Es interesante darse cuenta cómo conformamos una personalidad diferente dependiendo de la situación en la que nos encontremos, de los objetivos o de los temores que tengamos, entre ellos el de ser aceptado socialmente. Por lo general se tiende a pensar que de noche, y con unas copas de más, nos liberamos de todas esas limitaciones que nos ponemos en nuestra jornada laboral para mantener una relación más o menos cordial con nuestros compañeros de trabajo, nos liberamos también de todas esas presiones que produce mantener una vida familiar estable y nos liberamos de actuar de una manera determinada para ser aceptados. En conjunto, del rol social que nos autoimponemos. Obviamente, si actuamos de una manera contraria a la que sentimos o pensamos, estamos fingiendo. Es decir, creando una máscara para conseguir esos objetivos.
El ser humano, desde que nace, comienza a recibir influencias por su entorno y pautas de comportamiento social o íntimo, sin las cuales, le resultará muy difícil adaptarse a una vida en común con los demás individuos de su especie. El niño, poco a poco, se va deshaciendo de las reacciones naturales con las que su instinto animal le dice como enfrentarse a las situaciones, y va adaptando su comportamiento a lo que su entorno le va inculcando. Pero al mismo tiempo, esa manera de actuar le produce el temor de que si no actúa de esa determinada manera, no será aceptado por los demás individuos. Es muy curioso darse cuenta cómo, en esos momentos nocturnos de “liberación”, nuestra personalidad se acerca más a nuestros instintos animales.
Echemos un vistazo al “club de moda”, el cual se parece, cada vez más al “zoológico de moda”. Básicamente, el espectáculo se centra en medir fuerzas entorno a otros individuos del género opuesto para demostrar que se es válido para compañero de apareamiento. Todo ello aderezado con músicas, cada vez más básicas, y brebajes; sin los cuales, no seremos capaces de soportarnos a nosotros mismos ante nuestra faceta más animal y simple.

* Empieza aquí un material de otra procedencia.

//! Per-device connection lifecycle.
//!
//! The supervisor performs no I/O. Each input returns the [`Action`]s the
//! device must carry out, and the results of those actions are fed back in
//! as further inputs.
//!
//! ```text
//! Disconnected ──start──▶ Discovering ──found──▶ Connecting ──alive──▶ Connected
//!      ▲                    │    ▲                   │                      │
//!      │                    └60s─┘ (not found)       │ error                │ disconnect / error /
//!      └──────────── delay ◀─────────────────────────┴──────────────────────┘ missed heartbeats
//! ```

use std::time::Duration;

pub const HEARTBEAT_INTERVAL: Duration = Duration::from_secs(10);
pub const MAX_MISSED_HEARTBEATS: u32 = 3;
pub const REDISCOVER_DELAY: Duration = Duration::from_secs(60);
pub const LIVENESS_DELAY: Duration = Duration::from_secs(1);
pub const ERROR_RECONNECT_DELAY: Duration = Duration::from_secs(1);
pub const DISCONNECT_RECONNECT_DELAY: Duration = Duration::from_secs(5);

#[derive(Debug, Clone, Copy, PartialEq, Eq)]
pub enum ConnectionState {
    Disconnected,
    Discovering,
    Connecting,
    Connected,
}

/// Timers the supervisor asks to be fed back after a delay.
#[derive(Debug, Clone, Copy, PartialEq, Eq)]
pub enum Timer {
    /// Retry discovery after a failed search.
    Rediscover,
    /// Re-enter discovery after a lost or failed connection.
    Reconnect,
    /// Check that a reported connection is real.
    ConfirmLiveness,
}

#[derive(Debug, Clone, PartialEq, Eq)]
pub enum Action {
    Find,
    Connect,
    Disconnect,
    Schedule(Duration, Timer),
    PublishStatus { online: bool, reason: String },
    /// Run the device variant's initialization.
    Initialize,
    LogError(String),
}

#[derive(Debug)]
pub struct ConnectionSupervisor {
    state: ConnectionState,
    missed_heartbeats: u32,
    /// Collapses concurrent reconnect triggers into one attempt.
    reconnect_pending: bool,
}

impl Default for ConnectionSupervisor {
    fn default() -> Self {
        Self::new()
    }
}

impl ConnectionSupervisor {
    pub fn new() -> Self {
        Self {
            state: ConnectionState::Disconnected,
            missed_heartbeats: 0,
            reconnect_pending: false,
        }
    }

    #[cfg(test)]
    pub fn state(&self) -> ConnectionState {
        self.state
    }

    pub fn is_connected(&self) -> bool {
        self.state == ConnectionState::Connected
    }

    #[cfg(test)]
    pub fn missed_heartbeats(&self) -> u32 {
        self.missed_heartbeats
    }

    pub fn start(&mut self) -> Vec<Action> {
        self.discover()
    }

    fn discover(&mut self) -> Vec<Action> {
        self.state = ConnectionState::Discovering;
        vec![Action::Find]
    }

    pub fn discovery_result(&mut self, result: Result<(), String>) -> Vec<Action> {
        if self.state != ConnectionState::Discovering {
            return Vec::new();
        }
        match result {
            Ok(()) => {
                self.state = ConnectionState::Connecting;
                vec![Action::Connect]
            }
            Err(e) => vec![
                Action::LogError(e),
                Action::LogError(format!(
                    "Will attempt to find device again in {} seconds",
                    REDISCOVER_DELAY.as_secs()
                )),
                Action::Schedule(REDISCOVER_DELAY, Timer::Rediscover),
            ],
        }
    }

    pub fn connect_failed(&mut self, error: String) -> Vec<Action> {
        self.state = ConnectionState::Disconnected;
        let mut actions = vec![Action::LogError(error)];
        actions.extend(self.request_reconnect(ERROR_RECONNECT_DELAY));
        actions
    }

    /// The client claims a connection. Trust it only after a short delay.
    pub fn connected_reported(&mut self) -> Vec<Action> {
        match self.state {
            ConnectionState::Connecting | ConnectionState::Disconnected => {
                vec![Action::Schedule(LIVENESS_DELAY, Timer::ConfirmLiveness)]
            }
            _ => Vec::new(),
        }
    }

    pub fn timer_fired(&mut self, timer: Timer) -> Vec<Action> {
        match timer {
            Timer::Rediscover if self.state == ConnectionState::Discovering => vec![Action::Find],
            Timer::Reconnect => {
                self.reconnect_pending = false;
                if self.state == ConnectionState::Disconnected {
                    self.discover()
                } else {
                    Vec::new()
                }
            }
            _ => Vec::new(),
        }
    }

    /// Outcome of the liveness check scheduled by [`Self::connected_reported`].
    pub fn liveness_checked(&mut self, alive: bool) -> Vec<Action> {
        if self.state == ConnectionState::Connected {
            return Vec::new();
        }
        if alive {
            self.state = ConnectionState::Connected;
            self.missed_heartbeats = 0;
            vec![
                Action::PublishStatus {
                    online: true,
                    reason: "device connected".into(),
                },
                Action::Initialize,
            ]
        } else {
            self.state = ConnectionState::Disconnected;
            let mut actions = vec![Action::LogError("connection reported but device is not reachable".into())];
            actions.extend(self.request_reconnect(ERROR_RECONNECT_DELAY));
            actions
        }
    }

    pub fn heartbeat(&mut self) {
        self.missed_heartbeats = 0;
    }

    /// Periodic heartbeat check, every [`HEARTBEAT_INTERVAL`].
    pub fn heartbeat_tick(&mut self) -> Vec<Action> {
        if self.state != ConnectionState::Connected {
            return Vec::new();
        }
        self.missed_heartbeats += 1;
        if self.missed_heartbeats > MAX_MISSED_HEARTBEATS {
            self.missed_heartbeats = 0;
            self.state = ConnectionState::Disconnected;
            let mut actions = vec![
                Action::LogError("device not responding to heartbeats...disconnecting".into()),
                Action::Disconnect,
                Action::PublishStatus {
                    online: false,
                    reason: "heartbeat timeout".into(),
                },
            ];
            actions.extend(self.request_reconnect(ERROR_RECONNECT_DELAY));
            actions
        } else if self.missed_heartbeats > 1 {
            vec![Action::LogError(format!(
                "device has missed {} heartbeats",
                self.missed_heartbeats - 1
            ))]
        } else {
            Vec::new()
        }
    }

    pub fn disconnected(&mut self) -> Vec<Action> {
        self.lost("device disconnected".into(), None)
    }

    pub fn error(&mut self, error: String) -> Vec<Action> {
        self.lost(error.clone(), Some(error))
    }

    fn lost(&mut self, reason: String, error: Option<String>) -> Vec<Action> {
        let mut actions: Vec<Action> = error.into_iter().map(Action::LogError).collect();
        match self.state {
            ConnectionState::Connected => {
                self.state = ConnectionState::Disconnected;
                self.missed_heartbeats = 0;
                actions.push(Action::PublishStatus {
                    online: false,
                    reason,
                });
                actions.extend(self.request_reconnect(DISCONNECT_RECONNECT_DELAY));
            }
            ConnectionState::Connecting => {
                self.state = ConnectionState::Disconnected;
                actions.extend(self.request_reconnect(ERROR_RECONNECT_DELAY));
            }
            ConnectionState::Disconnected => {
                actions.extend(self.request_reconnect(ERROR_RECONNECT_DELAY));
            }
            // A search is already underway.
            ConnectionState::Discovering => {}
        }
        actions
    }

    fn request_reconnect(&mut self, delay: Duration) -> Vec<Action> {
        if self.reconnect_pending {
            return Vec::new();
        }
        self.reconnect_pending = true;
        vec![Action::Schedule(delay, Timer::Reconnect)]
    }
}

#[cfg(test)]
mod tests {
    use super::*;

    fn connected() -> ConnectionSupervisor {
        let mut s = ConnectionSupervisor::new();
        assert_eq!(s.start(), vec![Action::Find]);
        assert_eq!(s.discovery_result(Ok(())), vec![Action::Connect]);
        assert_eq!(
            s.connected_reported(),
            vec![Action::Schedule(LIVENESS_DELAY, Timer::ConfirmLiveness)]
        );
        let actions = s.liveness_checked(true);
        assert!(actions.contains(&Action::Initialize));
        assert_eq!(s.state(), ConnectionState::Connected);
        s
    }

    fn schedules(actions: &[Action]) -> Vec<(Duration, Timer)> {
        actions
            .iter()
            .filter_map(|a| match a {
                Action::Schedule(d, t) => Some((*d, *t)),
                _ => None,
            })
            .collect()
    }

    #[test]
    fn discovery_failure_retries_forever() {
        let mut s = ConnectionSupervisor::new();
        s.start();
        for _ in 0..5 {
            let actions = s.discovery_result(Err("not found".into()));
            assert_eq!(schedules(&actions), vec![(REDISCOVER_DELAY, Timer::Rediscover)]);
            assert_eq!(s.timer_fired(Timer::Rediscover), vec![Action::Find]);
        }
        assert_eq!(s.state(), ConnectionState::Discovering);
    }

    #[test]
    fn four_missed_heartbeats_force_rediscovery() {
        let mut s = connected();
        for _ in 0..3 {
            assert!(!s.heartbeat_tick().contains(&Action::Disconnect));
        }
        let actions = s.heartbeat_tick();
        assert!(actions.contains(&Action::Disconnect));
        assert_eq!(s.state(), ConnectionState::Disconnected);
        assert_eq!(schedules(&actions), vec![(ERROR_RECONNECT_DELAY, Timer::Reconnect)]);
        assert_eq!(s.timer_fired(Timer::Reconnect), vec![Action::Find]);
        assert_eq!(s.state(), ConnectionState::Discovering);
    }

    #[test]
    fn heartbeat_resets_missed_counter() {
        let mut s = connected();
        s.heartbeat_tick();
        s.heartbeat_tick();
        s.heartbeat_tick();
        assert_eq!(s.missed_heartbeats(), 3);
        s.heartbeat();
        assert_eq!(s.missed_heartbeats(), 0);
        for _ in 0..3 {
            assert!(!s.heartbeat_tick().contains(&Action::Disconnect));
        }
        assert!(s.is_connected());
    }

    #[test]
    fn heartbeat_ticks_ignored_while_disconnected() {
        let mut s = ConnectionSupervisor::new();
        for _ in 0..10 {
            assert!(s.heartbeat_tick().is_empty());
        }
        assert_eq!(s.missed_heartbeats(), 0);
    }

    #[test]
    fn disconnect_publishes_offline_then_waits() {
        let mut s = connected();
        let actions = s.disconnected();
        assert!(actions.contains(&Action::PublishStatus {
            online: false,
            reason: "device disconnected".into()
        }));
        assert_eq!(
            schedules(&actions),
            vec![(DISCONNECT_RECONNECT_DELAY, Timer::Reconnect)]
        );
    }

    #[test]
    fn simultaneous_error_and_disconnect_collapse() {
        let mut s = connected();
        let first = s.error("socket reset".into());
        let second = s.disconnected();
        assert_eq!(schedules(&first).len(), 1);
        assert!(schedules(&second).is_empty());
        assert!(!second.iter().any(|a| matches!(a, Action::PublishStatus { .. })));

        assert_eq!(s.timer_fired(Timer::Reconnect), vec![Action::Find]);
        // The guard is released once the reconnect runs.
        s.discovery_result(Ok(()));
        assert_eq!(schedules(&s.connect_failed("refused".into())).len(), 1);
    }

    #[test]
    fn false_positive_connection_reconnects() {
        let mut s = ConnectionSupervisor::new();
        s.start();
        s.discovery_result(Ok(()));
        s.connected_reported();
        let actions = s.liveness_checked(false);
        assert_eq!(s.state(), ConnectionState::Disconnected);
        assert!(!actions.contains(&Action::Initialize));
        assert_eq!(schedules(&actions), vec![(ERROR_RECONNECT_DELAY, Timer::Reconnect)]);
    }

    #[test]
    fn connect_error_waits_then_reconnects() {
        let mut s = ConnectionSupervisor::new();
        s.start();
        s.discovery_result(Ok(()));
        let actions = s.connect_failed("timeout".into());
        assert_eq!(s.state(), ConnectionState::Disconnected);
        assert_eq!(schedules(&actions), vec![(ERROR_RECONNECT_DELAY, Timer::Reconnect)]);
    }

    #[test]
    fn initializes_once_per_episode() {
        let mut s = connected();
        assert!(s.liveness_checked(true).is_empty());
        s.disconnected();
        s.timer_fired(Timer::Reconnect);
        s.discovery_result(Ok(()));
        s.connected_reported();
        assert!(s.liveness_checked(true).contains(&Action::Initialize));
    }
}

Es realmente fascinante. Por un lado siento cierta alegría al ver cómo nos vamos deshaciendo, al menos por la noche, de todas esas máscaras impuestas socialmente. Pero, por otro lado, me produce una gran tristeza pensar que quizá solo seamos eso, otra especie animal más; y que todos estos años de evolución del pensamiento simplemente sean pura fachada. Si lo pensamos bien, quizá seríamos más felices satisfaciendo esas pocas necesidades básicas que nos pide nuestra naturaleza.
Ahora, precisamente, está muy de moda decir que todas esas necesidades materiales no nos hacen realmente felices, que la tele de plasma o el teléfono de última generación simplemente son necesidades creadas por el sistema capitalista para regenerarse a sí mismo. En cualquier caso, veo todas esas necesidades materiales como un juguete, más o menos avanzado tecnológicamente para entreteneros o para ejercitarnos, como cualquier otro animal, en las funciones que nuestra especie necesita para sobrevivir.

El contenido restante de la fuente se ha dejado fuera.